Mais malgré la réputation qu’avait notre système scolaire, des courants de pensée après guerre ont commencé à mettre en avant son côté trop autoritaire, l’instruction s’appuyant plus sur le raisonnement et la rationalité, réputés plus rébarbatifs, là où l’éducation, plus intuitive, s’appuie plus sur les sens et l’affectivité. Pour schématiser, l’instruction supposerait l’effort quand l’éducation privilégierait une pédagogie ludique.
Peyrefitte, dans « c’était De Gaulle », n’affirmait-il pas qu’aux enfants de la télévision, on ne peut enseigner comme avant ? C’était sans doute sincère. Ils pensaient que les modifications que subissait la société nécessitaient un changement de paradigme pour l’Ecole.

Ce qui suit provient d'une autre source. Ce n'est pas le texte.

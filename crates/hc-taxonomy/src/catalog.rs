//! Category catalog: display names, keywords and capability profiles.
//!
//! The interpreter receives a `&dyn CategoryCatalog` instead of reading this
//! table directly, so a deployment can swap in its own naming or keywords.

use hc_protocol::{Capabilities, DeviceCategory};

/// Read-only lookup keyed by device category.
pub trait CategoryCatalog: Send + Sync {
    /// Human-readable name ("RGB Light", "Door/Window Sensor").
    fn display_name(&self, category: DeviceCategory) -> &str;

    /// Bilingual words that refer to devices of this category.
    fn keywords(&self, category: DeviceCategory) -> &[&str];

    /// Capability profile shared by every device of this category.
    fn capabilities(&self, category: DeviceCategory) -> Capabilities;

    /// Whether the category accepts the named hub action (e.g. "setValue").
    fn can_perform_action(&self, category: DeviceCategory, action: &str) -> bool {
        self.capabilities(category)
            .supported_actions
            .iter()
            .any(|a| a == action)
    }
}

/// Controllable features of a category. Every category can report a value.
#[derive(Debug, Clone, Copy, Default)]
struct Controls {
    on_off: bool,
    brightness: bool,
    color: bool,
    position: bool,
    temperature: bool,
}

const NONE: Controls = Controls {
    on_off: false,
    brightness: false,
    color: false,
    position: false,
    temperature: false,
};

const SWITCHABLE: Controls = Controls {
    on_off: true,
    ..NONE
};

const DIMMABLE: Controls = Controls {
    brightness: true,
    ..SWITCHABLE
};

const COLORED: Controls = Controls {
    color: true,
    ..DIMMABLE
};

const POSITIONED: Controls = Controls {
    position: true,
    ..SWITCHABLE
};

const CLIMATE: Controls = Controls {
    temperature: true,
    ..SWITCHABLE
};

/// One row of the static table.
#[derive(Debug, Clone, Copy)]
struct Entry {
    display_name: &'static str,
    keywords: &'static [&'static str],
    controls: Controls,
    properties: &'static [&'static str],
    actions: &'static [&'static str],
}

const ON_OFF: &[&str] = &["turnOn", "turnOff"];

fn entry(category: DeviceCategory) -> Entry {
    use DeviceCategory as C;
    match category {
        // ===== Lighting =====
        C::Light => Entry {
            display_name: "Light",
            keywords: &["light", "lamp", "bulb", "đèn"],
            controls: SWITCHABLE,
            properties: &["value", "state"],
            actions: ON_OFF,
        },
        C::Dimmer => Entry {
            display_name: "Dimmer",
            keywords: &["dimmer", "light", "đèn điều chỉnh"],
            controls: DIMMABLE,
            properties: &["value", "state", "brightness"],
            actions: &["turnOn", "turnOff", "setValue"],
        },
        C::RgbLight => Entry {
            display_name: "RGB Light",
            keywords: &["rgb", "color light", "đèn màu"],
            controls: COLORED,
            properties: &["value", "state", "brightness", "color"],
            actions: &["turnOn", "turnOff", "setValue", "setColor"],
        },
        C::LedStrip => Entry {
            display_name: "LED Strip",
            keywords: &["led strip", "led", "strip"],
            controls: COLORED,
            properties: &["value", "state", "brightness", "color"],
            actions: &["turnOn", "turnOff", "setValue", "setColor"],
        },

        // ===== Switches and outlets =====
        C::WallPlug => Entry {
            display_name: "Wall Plug",
            keywords: &["plug", "outlet", "socket", "ổ cắm"],
            controls: SWITCHABLE,
            properties: &["value", "state", "power"],
            actions: ON_OFF,
        },
        C::RelaySwitch => Entry {
            display_name: "Relay Switch",
            keywords: &["relay", "relay switch", "công tắc relay"],
            controls: SWITCHABLE,
            properties: &["value", "state"],
            actions: ON_OFF,
        },
        C::BinarySwitch => Entry {
            display_name: "Switch",
            keywords: &["binary switch", "switch", "công tắc"],
            controls: SWITCHABLE,
            properties: &["value", "state"],
            actions: ON_OFF,
        },

        // ===== Sensors =====
        C::MotionSensor => Entry {
            display_name: "Motion Sensor",
            keywords: &["motion", "chuyển động", "cảm biến chuyển động"],
            controls: NONE,
            properties: &["value", "motion", "battery"],
            actions: &[],
        },
        C::DoorWindowSensor => Entry {
            display_name: "Door/Window Sensor",
            keywords: &["door", "window", "cửa", "cửa sổ"],
            controls: NONE,
            properties: &["value", "state", "battery"],
            actions: &[],
        },
        C::TemperatureSensor => Entry {
            display_name: "Temperature Sensor",
            keywords: &["temperature", "nhiệt độ", "cảm biến nhiệt độ"],
            controls: NONE,
            properties: &["value", "temperature", "battery"],
            actions: &[],
        },
        C::HumiditySensor => Entry {
            display_name: "Humidity Sensor",
            keywords: &["humidity", "độ ẩm"],
            controls: NONE,
            properties: &["value", "humidity", "battery"],
            actions: &[],
        },
        C::LightSensor => Entry {
            display_name: "Light Sensor",
            keywords: &["light sensor", "lux", "brightness sensor"],
            controls: NONE,
            properties: &["value", "lux", "battery"],
            actions: &[],
        },
        C::FloodSensor => Entry {
            display_name: "Flood Sensor",
            keywords: &["flood", "water", "nước"],
            controls: NONE,
            properties: &["value", "flood", "battery"],
            actions: &[],
        },
        C::SmokeSensor => Entry {
            display_name: "Smoke Sensor",
            keywords: &["smoke", "khói"],
            controls: NONE,
            properties: &["value", "smoke", "battery"],
            actions: &[],
        },
        C::CoSensor => Entry {
            display_name: "CO Sensor",
            keywords: &["carbon monoxide", "co"],
            controls: NONE,
            properties: &["value", "co", "battery"],
            actions: &[],
        },

        // ===== Climate =====
        C::Thermostat => Entry {
            display_name: "Thermostat",
            keywords: &["thermostat", "nhiệt độ"],
            controls: CLIMATE,
            properties: &["value", "targetTemperature", "currentTemperature", "mode"],
            actions: &["turnOn", "turnOff", "setTargetTemperature", "setMode"],
        },
        C::Hvac => Entry {
            display_name: "HVAC",
            keywords: &["hvac", "air conditioning", "điều hòa"],
            controls: CLIMATE,
            properties: &["value", "targetTemperature", "currentTemperature", "mode"],
            actions: &["turnOn", "turnOff", "setTargetTemperature", "setMode"],
        },

        // ===== Covers =====
        C::RollerShutter => Entry {
            display_name: "Roller Shutter",
            keywords: &["roller", "shutter", "rèm cuốn"],
            controls: POSITIONED,
            properties: &["value", "position", "state"],
            actions: &["open", "close", "stop", "setValue"],
        },
        C::VenetianBlind => Entry {
            display_name: "Venetian Blind",
            keywords: &["blind", "venetian", "rèm"],
            controls: POSITIONED,
            properties: &["value", "position", "slat", "state"],
            actions: &["open", "close", "stop", "setValue", "setSlat"],
        },
        C::GarageDoor => Entry {
            display_name: "Garage Door",
            keywords: &["garage", "cửa garage"],
            controls: SWITCHABLE,
            properties: &["value", "state"],
            actions: &["open", "close", "stop"],
        },

        // ===== Security =====
        C::Lock => Entry {
            display_name: "Lock",
            keywords: &["lock", "khóa"],
            controls: SWITCHABLE,
            properties: &["value", "state", "battery"],
            actions: &["secure", "unsecure"],
        },
        C::Siren => Entry {
            display_name: "Siren",
            keywords: &["siren", "alarm", "còi báo"],
            controls: SWITCHABLE,
            properties: &["value", "state"],
            actions: ON_OFF,
        },

        C::Unknown => Entry {
            display_name: "Unknown Device",
            keywords: &[],
            controls: NONE,
            properties: &["value"],
            actions: &[],
        },
    }
}

/// Built-in catalog for the common Z-Wave hub categories.
#[derive(Debug, Clone, Copy, Default)]
pub struct StaticCatalog;

impl StaticCatalog {
    pub fn new() -> Self {
        Self
    }
}

impl CategoryCatalog for StaticCatalog {
    fn display_name(&self, category: DeviceCategory) -> &str {
        entry(category).display_name
    }

    fn keywords(&self, category: DeviceCategory) -> &[&str] {
        entry(category).keywords
    }

    fn capabilities(&self, category: DeviceCategory) -> Capabilities {
        let e = entry(category);
        Capabilities {
            can_turn_on: e.controls.on_off,
            can_turn_off: e.controls.on_off,
            can_set_brightness: e.controls.brightness,
            can_set_color: e.controls.color,
            can_set_position: e.controls.position,
            can_set_temperature: e.controls.temperature,
            can_read_value: true,
            supported_properties: e.properties.iter().map(|p| p.to_string()).collect(),
            supported_actions: e.actions.iter().map(|a| a.to_string()).collect(),
        }
    }
}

Notre Ecole était dépassée.
C’était oublier bien vite que le savoir, la culture à transmettre, ne sont jamais dépassés, dès lors qu’ils doivent servir à apprendre la liberté aux futures générations.
Les politiques successives n’ont eu de cesse, dès lors, d’affirmer la nécessité de l’éducation contre l’instruction en appelant finalement à une reconstruction complète de notre système scolaire.
Tous ceux qui, depuis, prônent l’ «Éducation Nationale», tels le plan Langevin-Wallon, la loi Jospin de 1989, la loi d’orientation et de programme pour l’avenir de l’Ecole de M.Fillon en 2005, ou l’« Ecole de la Confiance » de M.Blanquer, ont tous en commun de vouloir créer l’Homme nouveau, faire passer des valeurs, éduquer au « savoir-être ». Ils forgent «le peuple de demain», se plaçant dans la position de « ceux qui savent » alors même qu’ils n’appartiennent pas au monde que connaîtrons les enfants qu’ils veulent forger.
Au lieu d’apporter aux élèves des connaissances qui leur serviront de socle pour construire leur réflexion propre, leur permettant ainsi d’accepter ou de réfuter la société dans laquelle ils vivent, et donc d’exercer leur droit républicain de citoyen, l’école cherche leur adhésion avant toute chose. Les élèves ne raisonnent plus, ils admettent et se doivent d’adhérer à des valeurs prémâchées.
C’est le but même de ces méthodes pédagogiques « nouvelles » prônées comme étant plus « efficaces » depuis plusieurs décennies, et tirées des « pédagogies actives » (7).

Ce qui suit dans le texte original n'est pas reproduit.